Unbelief is called upon nowadays, as well as belief, to give its account of the origin of that undeniable and most important fact which we call the Christian religion. And if it is true that in some respects the circumstances under which the controversy is carried on are, as it has been alleged, more than heretofore favourable to unbelief, it is also true that in some other respects the case of unbelief has difficulties which it had not once. It has to accept and admit, if it wishes to gain a favourable hearing from the present generation, the unique and surpassing moral grandeur, depth, and attractiveness of Christianity. The polemic method which set Christianity in broad contrast with what was supposed to be best and highest in human nature, and therefore found no difficulty in tracing to a bad source what was itself represented to be bad, is not a method suited to the ideas and feelings of our time; and the sneers and sarcasms of the last century, provoked by abuses and inconsistencies which have since received their ample and memorable punishment, cease to produce any effect on readers of the present day, except to call forth a passing feeling of repugnance at what is shallow and profane, mixed, it may be, sometimes, with an equally passing admiration for what is witty and brilliant. Even in M. Renan\'s view, Voltaire has done his work, and is out of date. Those who now attack Christianity have to attack it under the disadvantage of the preliminary admission that its essential and distinguishing elements are, on the whole, in harmony and not in discordance with the best conceptions of human duty and life, and that its course and progress have been, at any rate, concurrent with all that is best and most hopeful in human history. First allowing that as a fact it contains in it things than which we cannot imagine anything better, and without which we should never have reached to where we are, they then have to dispute its divine claims. No man could write persuasively on religion now, against it any more than for it, who did not show that he was fully penetrated not only with its august and beneficent aspect, but with the essential and everlasting truths which, in however imperfect shapes, or whencesoever derived, are embodied in it and are ministered by it to society.
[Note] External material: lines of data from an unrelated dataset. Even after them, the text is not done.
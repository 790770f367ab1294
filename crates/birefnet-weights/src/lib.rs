//! # BiRefNet Weights
//!
//! Everything between a model name and a module record:
//!
//! - [`registry`]: searchable model folders keyed by name, owned by the host.
//! - [`catalog`]: pretrained model names, their repositories and backbones.
//! - [`store`]: the BiRefNet folder inside the registry.
//! - [`fetch`]: download of missing checkpoints.
//! - [`format`]: weight file formats and record loading.
//! - [`layout`]: tensor names and shapes of modules and weight files.

pub mod catalog;
pub mod error;
pub mod fetch;
pub mod format;
pub mod layout;
pub mod registry;
pub mod store;

pub use catalog::{Backbone, ModelName, DEFAULT_REPO_OWNER};
pub use error::{WeightError, WeightResult};
pub use fetch::{HttpTransport, Transport, WeightFetcher, DEFAULT_ENDPOINT};
pub use format::{
    load_record, CheckpointNormalizer, StateDictNormalizer, WeightFormat,
    SUPPORTED_WEIGHT_EXTENSIONS,
};
pub use layout::{
    check_layout, file_layout, module_layout, LayoutMismatch, ModuleLayout, ParameterLayout,
};
pub use registry::ModelFolderRegistry;
pub use store::{WeightStore, DEFAULT_FOLDER_KEY, DEFAULT_FOLDER_NAME};
//! Security configurations

use serde::{Deserialize, Serialize};
use validator::Validate;

use super::errors::Result;
use super::filter::retain_matching;
use super::operation::Call;
use super::{Appsec, BASE_PATH};
use crate::session::Transport;

#[derive(Debug, Clone, Default)]
pub struct GetConfigurationsRequest {
    /// Keep only the configuration with this name
    pub name: String,
}

#[derive(Debug, Clone, Default, PartialEq, Serialize, Deserialize)]
pub struct GetConfigurationsResponse {
    #[serde(default)]
    pub configurations: Vec<ConfigurationSummary>,
}

#[derive(Debug, Clone, Default, PartialEq, Serialize, Deserialize)]
#[serde(rename_all = "camelCase")]
pub struct ConfigurationSummary {
    #[serde(default)]
    pub id: i64,
    #[serde(default)]
    pub name: String,
    #[serde(default, skip_serializing_if = "String::is_empty")]
    pub description: String,
    #[serde(default, skip_serializing_if = "String::is_empty")]
    pub file_type: String,
    #[serde(default, skip_serializing_if = "String::is_empty")]
    pub target_product: String,
    #[serde(default)]
    pub latest_version: i64,
    #[serde(default, skip_serializing_if = "Option::is_none")]
    pub staging_version: Option<i64>,
    #[serde(default, skip_serializing_if = "Option::is_none")]
    pub production_version: Option<i64>,
    #[serde(default, skip_serializing_if = "Vec::is_empty")]
    pub production_hostnames: Vec<String>,
}

#[derive(Debug, Clone, Default, Validate)]
pub struct GetConfigurationRequest {
    #[validate(range(min = 1))]
    pub config_id: i64,
}

pub type GetConfigurationResponse = ConfigurationSummary;

#[derive(Debug, Clone, Default, Serialize, Validate)]
#[serde(rename_all = "camelCase")]
pub struct CreateConfigurationRequest {
    #[validate(length(min = 1))]
    pub name: String,
    pub description: String,
    #[validate(length(min = 1))]
    pub contract_id: String,
    #[validate(range(min = 1))]
    pub group_id: i64,
    pub hostnames: Vec<String>,
}

#[derive(Debug, Clone, Default, PartialEq, Serialize, Deserialize)]
#[serde(rename_all = "camelCase")]
pub struct CreateConfigurationResponse {
    #[serde(default)]
    pub config_id: i64,
    #[serde(default)]
    pub version: i64,
    #[serde(default)]
    pub name: String,
    #[serde(default)]
    pub description: String,
}

#[derive(Debug, Clone, Default, Serialize, Validate)]
pub struct UpdateConfigurationRequest {
    #[serde(skip)]
    #[validate(range(min = 1))]
    pub config_id: i64,
    pub name: String,
    pub description: String,
}

#[derive(Debug, Clone, Default, PartialEq, Serialize, Deserialize)]
pub struct UpdateConfigurationResponse {
    #[serde(default)]
    pub name: String,
    #[serde(default)]
    pub description: String,
}

#[derive(Debug, Clone, Default, Validate)]
pub struct RemoveConfigurationRequest {
    #[validate(range(min = 1))]
    pub config_id: i64,
}

impl<T: Transport> Appsec<T> {
    /// List the security configurations, optionally narrowed to one name
    pub async fn get_configurations(
        &self,
        params: &GetConfigurationsRequest,
    ) -> Result<GetConfigurationsResponse> {
        let path = format!("{}/configs", BASE_PATH);

        let mut response: GetConfigurationsResponse =
            self.execute(Call::get("GetConfigurations", path)).await?;

        response.configurations =
            retain_matching(response.configurations, params.name.as_str(), |c| {
                c.name.as_str()
            });
        Ok(response)
    }

    pub async fn get_configuration(
        &self,
        params: &GetConfigurationRequest,
    ) -> Result<GetConfigurationResponse> {
        let path = format!("{}/configs/{}", BASE_PATH, params.config_id);
        self.execute(Call::get("GetConfiguration", path).validate(params))
            .await
    }

    pub async fn create_configuration(
        &self,
        params: &CreateConfigurationRequest,
    ) -> Result<CreateConfigurationResponse> {
        let path = format!("{}/configs", BASE_PATH);
        self.execute(
            Call::post("CreateConfiguration", path)
                .validate(params)
                .json(params),
        )
        .await
    }

    pub async fn update_configuration(
        &self,
        params: &UpdateConfigurationRequest,
    ) -> Result<UpdateConfigurationResponse> {
        let path = format!("{}/configs/{}", BASE_PATH, params.config_id);
        self.execute(
            Call::put("UpdateConfiguration", path)
                .validate(params)
                .json(params),
        )
        .await
    }

    pub async fn remove_configuration(&self, params: &RemoveConfigurationRequest) -> Result<()> {
        let path = format!("{}/configs/{}", BASE_PATH, params.config_id);
        self.execute::<serde::de::IgnoredAny>(
            Call::delete("RemoveConfiguration", path).validate(params),
        )
        .await?;
        Ok(())
    }
}
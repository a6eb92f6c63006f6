//! Security policies

use serde::{Deserialize, Serialize};
use validator::Validate;

use super::errors::Result;
use super::filter::retain_matching;
use super::operation::Call;
use super::{segment, Appsec, BASE_PATH};
use crate::session::Transport;

/// Protections enabled on a policy
#[derive(Debug, Clone, Default, PartialEq, Serialize, Deserialize)]
#[serde(rename_all = "camelCase", default)]
pub struct PolicySecurityControls {
    pub apply_api_constraints: bool,
    pub apply_application_layer_controls: bool,
    pub apply_botman_controls: bool,
    pub apply_network_layer_controls: bool,
    pub apply_rate_controls: bool,
    pub apply_reputation_controls: bool,
    pub apply_slow_post_controls: bool,
}

#[derive(Debug, Clone, Default, PartialEq, Serialize, Deserialize)]
#[serde(rename_all = "camelCase")]
pub struct SecurityPolicy {
    #[serde(default, skip_serializing_if = "Option::is_none")]
    pub config_id: Option<i64>,
    #[serde(default, skip_serializing_if = "Option::is_none")]
    pub version: Option<i64>,
    #[serde(default)]
    pub policy_id: String,
    #[serde(default)]
    pub policy_name: String,
    #[serde(default, skip_serializing_if = "std::ops::Not::not")]
    pub default_settings: bool,
    #[serde(default, skip_serializing_if = "std::ops::Not::not")]
    pub has_rate_policy_with_api_key: bool,
    #[serde(default)]
    pub policy_security_controls: PolicySecurityControls,
}

#[derive(Debug, Clone, Default, Validate)]
pub struct GetSecurityPoliciesRequest {
    #[validate(range(min = 1))]
    pub config_id: i64,
    #[validate(range(min = 1))]
    pub version: i64,
    /// Keep only the policy with this name
    pub policy_name: String,
}

#[derive(Debug, Clone, Default, PartialEq, Serialize, Deserialize)]
#[serde(rename_all = "camelCase")]
pub struct GetSecurityPoliciesResponse {
    #[serde(default)]
    pub config_id: i64,
    #[serde(default)]
    pub version: i64,
    #[serde(default)]
    pub policies: Vec<SecurityPolicy>,
}

#[derive(Debug, Clone, Default, Validate)]
pub struct GetSecurityPolicyRequest {
    #[validate(range(min = 1))]
    pub config_id: i64,
    #[validate(range(min = 1))]
    pub version: i64,
    #[validate(length(min = 1))]
    pub policy_id: String,
}

pub type GetSecurityPolicyResponse = SecurityPolicy;

#[derive(Debug, Clone, Default, Serialize, Validate)]
#[serde(rename_all = "camelCase")]
pub struct CreateSecurityPolicyRequest {
    #[serde(skip)]
    #[validate(range(min = 1))]
    pub config_id: i64,
    #[serde(skip)]
    #[validate(range(min = 1))]
    pub version: i64,
    #[validate(length(min = 1))]
    pub policy_name: String,
    #[validate(length(min = 1))]
    pub policy_prefix: String,
    pub default_settings: bool,
}

pub type CreateSecurityPolicyResponse = SecurityPolicy;

#[derive(Debug, Clone, Default, Serialize, Validate)]
#[serde(rename_all = "camelCase")]
pub struct UpdateSecurityPolicyRequest {
    #[serde(skip)]
    #[validate(range(min = 1))]
    pub config_id: i64,
    #[serde(skip)]
    #[validate(range(min = 1))]
    pub version: i64,
    #[serde(skip)]
    #[validate(length(min = 1))]
    pub policy_id: String,
    #[validate(length(min = 1))]
    pub policy_name: String,
    #[serde(skip_serializing_if = "String::is_empty")]
    pub policy_prefix: String,
    #[serde(skip_serializing_if = "std::ops::Not::not")]
    pub default_settings: bool,
}

pub type UpdateSecurityPolicyResponse = SecurityPolicy;

#[derive(Debug, Clone, Default, Validate)]
pub struct RemoveSecurityPolicyRequest {
    #[validate(range(min = 1))]
    pub config_id: i64,
    #[validate(range(min = 1))]
    pub version: i64,
    #[validate(length(min = 1))]
    pub policy_id: String,
}

impl<T: Transport> Appsec<T> {
    /// List the policies of a configuration version, optionally narrowed to one name
    pub async fn get_security_policies(
        &self,
        params: &GetSecurityPoliciesRequest,
    ) -> Result<GetSecurityPoliciesResponse> {
        let path = format!(
            "{}/configs/{}/versions/{}/security-policies",
            BASE_PATH, params.config_id, params.version
        );

        let mut response: GetSecurityPoliciesResponse = self
            .execute(Call::get("GetSecurityPolicies", path).validate(params))
            .await?;

        response.policies = retain_matching(response.policies, params.policy_name.as_str(), |p| {
            p.policy_name.as_str()
        });
        Ok(response)
    }

    pub async fn get_security_policy(
        &self,
        params: &GetSecurityPolicyRequest,
    ) -> Result<GetSecurityPolicyResponse> {
        let path = format!(
            "{}/configs/{}/versions/{}/security-policies/{}",
            BASE_PATH,
            params.config_id,
            params.version,
            segment(&params.policy_id)
        );
        self.execute(Call::get("GetSecurityPolicy", path).validate(params))
            .await
    }

    pub async fn create_security_policy(
        &self,
        params: &CreateSecurityPolicyRequest,
    ) -> Result<CreateSecurityPolicyResponse> {
        let path = format!(
            "{}/configs/{}/versions/{}/security-policies",
            BASE_PATH, params.config_id, params.version
        );
        self.execute(
            Call::post("CreateSecurityPolicy", path)
                .validate(params)
                .json(params),
        )
        .await
    }

    pub async fn update_security_policy(
        &self,
        params: &UpdateSecurityPolicyRequest,
    ) -> Result<UpdateSecurityPolicyResponse> {
        let path = format!(
            "{}/configs/{}/versions/{}/security-policies/{}",
            BASE_PATH,
            params.config_id,
            params.version,
            segment(&params.policy_id)
        );
        self.execute(
            Call::put("UpdateSecurityPolicy", path)
                .validate(params)
                .json(params),
        )
        .await
    }

    pub async fn remove_security_policy(&self, params: &RemoveSecurityPolicyRequest) -> Result<()> {
        let path = format!(
            "{}/configs/{}/versions/{}/security-policies/{}",
            BASE_PATH,
            params.config_id,
            params.version,
            segment(&params.policy_id)
        );
        self.execute::<serde::de::IgnoredAny>(
            Call::delete("RemoveSecurityPolicy", path).validate(params),
        )
        .await?;
        Ok(())
    }
}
That Christianity is, as a matter of fact, a successful and a living religion, in a degree absolutely without parallel in any other religion, is the point from which its assailants have now to start. They have also to take account of the circumstance, to the recognition of which the whole course of modern thought and inquiry has brought us, that it has been successful, not by virtue merely of any outward and accidental favouring circumstances, but of its intrinsic power and of principles which are inseparable from its substance. This being the condition of the question, those who deny its claim to a direct Divine origin have to frame their theory of it so as to account, on principles supposed to be common to it and other religions, not merely for its rise and its conquests, but for those broad and startling differences which separate it, in character and in effects, from all other known religions. They have to show how that which is instinct with never-dying truth sprang out of what was false and mistaken, if not corrupt; how that which alone has revealed God to man\'s conscience had no other origin than what in other instances has led men through enthusiasm and imposture to a barren or a mischievous superstition.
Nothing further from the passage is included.